▶ _Exercise goal_
Lines below containing the word "empty" should be copied out.

⟨

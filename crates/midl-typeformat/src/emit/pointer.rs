//! Pointer and context handle records

use super::Use;
use crate::classify::{ClassifyFlags, Shape, UnionKind};
use crate::context::Compilation;
use crate::error::{MidlError, Result};
use crate::types::{ArrayForm, Attribute, ParamDirection, PointerKind, TypeId, TypeKind};
use ndr_format::records::{ContextHandleRecord, PointerRecord};
use ndr_format::{ContextHandleFlags, PointerFlags, Target};

impl<'a> Compilation<'a> {
    /// Describe a pointer use, emitting its referent first
    pub(crate) fn pointer_record(
        &mut self,
        ty: TypeId,
        attrs: &[Attribute],
        kind: PointerKind,
        site: Use,
    ) -> Result<PointerRecord> {
        let arena = self.arena;
        let resolved = arena.resolve(ty);
        let pointer = kind.format_char();
        let mut flags = self.pointer_flags(kind, site);

        match &arena.get(resolved).kind {
            TypeKind::Pointer(referent) => {
                let referent = *referent;
                // Attributes that describe the pointee rather than the pointer
                let referent_attrs: Vec<Attribute> = attrs
                    .iter()
                    .filter(|a| {
                        matches!(
                            a,
                            Attribute::IidIs(_) | Attribute::SwitchIs(_) | Attribute::SwitchType(_)
                        )
                    })
                    .cloned()
                    .collect();
                let shape = self
                    .env()
                    .classify(referent, &referent_attrs, ClassifyFlags::empty())?;
                if shape.is_scalar() {
                    return Ok(PointerRecord::Simple {
                        pointer,
                        flags,
                        base: self.scalar_fc(shape)?,
                    });
                }
                if points_to_pointer(arena, referent) || shape == Shape::InterfacePointer {
                    flags |= PointerFlags::POINTER_DEREF;
                }
                let target = match shape {
                    Shape::Union(UnionKind::NonEncapsulated) => {
                        self.emit_union_header(referent, &referent_attrs, Some(ty))?
                    }
                    _ => self.emit_shape(referent, &referent_attrs, shape, Use::Embedded)?,
                };
                Ok(PointerRecord::Referent {
                    pointer,
                    flags,
                    target,
                })
            }
            TypeKind::Array(array) if array.form == ArrayForm::Pointer => {
                let array_kind = self.env().array_kind(array)?;
                let target = self.emit_array(resolved, array_kind)?;
                Ok(PointerRecord::Referent {
                    pointer,
                    flags,
                    target,
                })
            }
            _ => Err(MidlError::internal(format!(
                "{} is not a pointer",
                arena.name_of(ty)
            ))),
        }
    }

    /// Flags every pointer-shaped record at `site` carries
    pub(crate) fn pointer_flags(&self, kind: PointerKind, site: Use) -> PointerFlags {
        if kind == PointerKind::Ref && site == Use::Param(ParamDirection::Out) {
            PointerFlags::ALLOCED_ON_STACK
        } else {
            PointerFlags::empty()
        }
    }

    pub(crate) fn emit_context_handle(
        &mut self,
        ty: TypeId,
        attrs: &[Attribute],
        site: Use,
    ) -> Result<Target> {
        let env = self.env();
        let mut flags = ContextHandleFlags::empty();
        if env.is_context_handle_via_pointer(ty) {
            flags |= ContextHandleFlags::VIA_POINTER;
        }
        if env.is_strict_context_handle(ty, attrs) {
            flags |= ContextHandleFlags::STRICT;
        }
        match site {
            Use::Param(direction) => {
                if direction.is_in() {
                    flags |= ContextHandleFlags::IS_IN;
                }
                if direction.is_out() {
                    flags |= ContextHandleFlags::IS_OUT;
                }
                if direction == ParamDirection::In {
                    flags |= ContextHandleFlags::CANNOT_BE_NULL;
                }
            }
            Use::Return => flags |= ContextHandleFlags::IS_RETURN,
            Use::Embedded => {
                return Err(MidlError::unsupported(
                    self.arena.name_of(ty),
                    "context handles can only be parameters or return values",
                ))
            }
        }
        Ok(Target::At(self.tfs.emit(&ContextHandleRecord { flags })?))
    }
}

fn points_to_pointer(arena: &crate::types::TypeArena, referent: TypeId) -> bool {
    match &arena.get(arena.resolve(referent)).kind {
        TypeKind::Pointer(_) => true,
        TypeKind::Array(array) => array.form == ArrayForm::Pointer,
        _ => false,
    }
}

#[cfg(test)]
mod tests {
    use super::*;
    use crate::types::{BasicType, TypeArena};
    use crate::CompileOptions;
    use pretty_assertions::assert_eq;

    #[test]
    fn test_out_pointer_to_scalar() {
        let mut arena = TypeArena::new();
        let long = arena.basic(BasicType::Long);
        let p = arena.pointer(long, vec![]);
        let mut c = Compilation::new(&arena, CompileOptions::x86());
        let record = c
            .pointer_record(p, &[], PointerKind::Ref, Use::Param(ParamDirection::Out))
            .unwrap();
        c.tfs.emit(&record).unwrap();
        assert_eq!(&c.tfs.as_bytes()[1..], &[0x11, 0x0c, 0x08, 0x5c]);
    }

    #[test]
    fn test_pointer_to_pointer_dereferences() {
        let mut arena = TypeArena::new();
        let long = arena.basic(BasicType::Long);
        let inner = arena.pointer(long, vec![Attribute::Unique]);
        let outer = arena.pointer(inner, vec![]);
        let mut c = Compilation::new(&arena, CompileOptions::x86());
        let target = c
            .emit_type(outer, &[], Use::Param(ParamDirection::In))
            .unwrap();
        // Referent first, then the outer pointer pointing back at it
        assert_eq!(target, Target::At(5));
        assert_eq!(
            &c.tfs.as_bytes()[1..],
            &[0x12, 0x08, 0x08, 0x5c, 0x11, 0x10, 0xfa, 0xff]
        );
    }

    #[test]
    fn test_context_handle_flags() {
        let mut arena = TypeArena::new();
        let void = arena.void();
        let vp = arena.pointer(void, vec![]);
        let ctx = arena.alias("ctx_t", vp, vec![Attribute::ContextHandle]);
        let out = arena.pointer(ctx, vec![]);
        let mut c = Compilation::new(&arena, CompileOptions::x86());

        c.emit_type(ctx, &[], Use::Param(ParamDirection::In)).unwrap();
        c.emit_type(out, &[], Use::Param(ParamDirection::Out)).unwrap();
        c.emit_type(ctx, &[], Use::Return).unwrap();
        assert_eq!(
            &c.tfs.as_bytes()[1..],
            &[
                0x30, 0x41, 0, 0, // in: IS_IN | CANNOT_BE_NULL
                0x30, 0xa0, 0, 0, // out via pointer
                0x30, 0x10, 0, 0, // return
            ]
        );

        let err = c.emit_type(ctx, &[], Use::Embedded).unwrap_err();
        assert!(matches!(err, MidlError::Unsupported { .. }));
    }
}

⟩

▶ _Exercise answer_
                    .classify(referent, &referent_attrs, ClassifyFlags::empty())?;
            PointerFlags::empty()
        let mut flags = ContextHandleFlags::empty();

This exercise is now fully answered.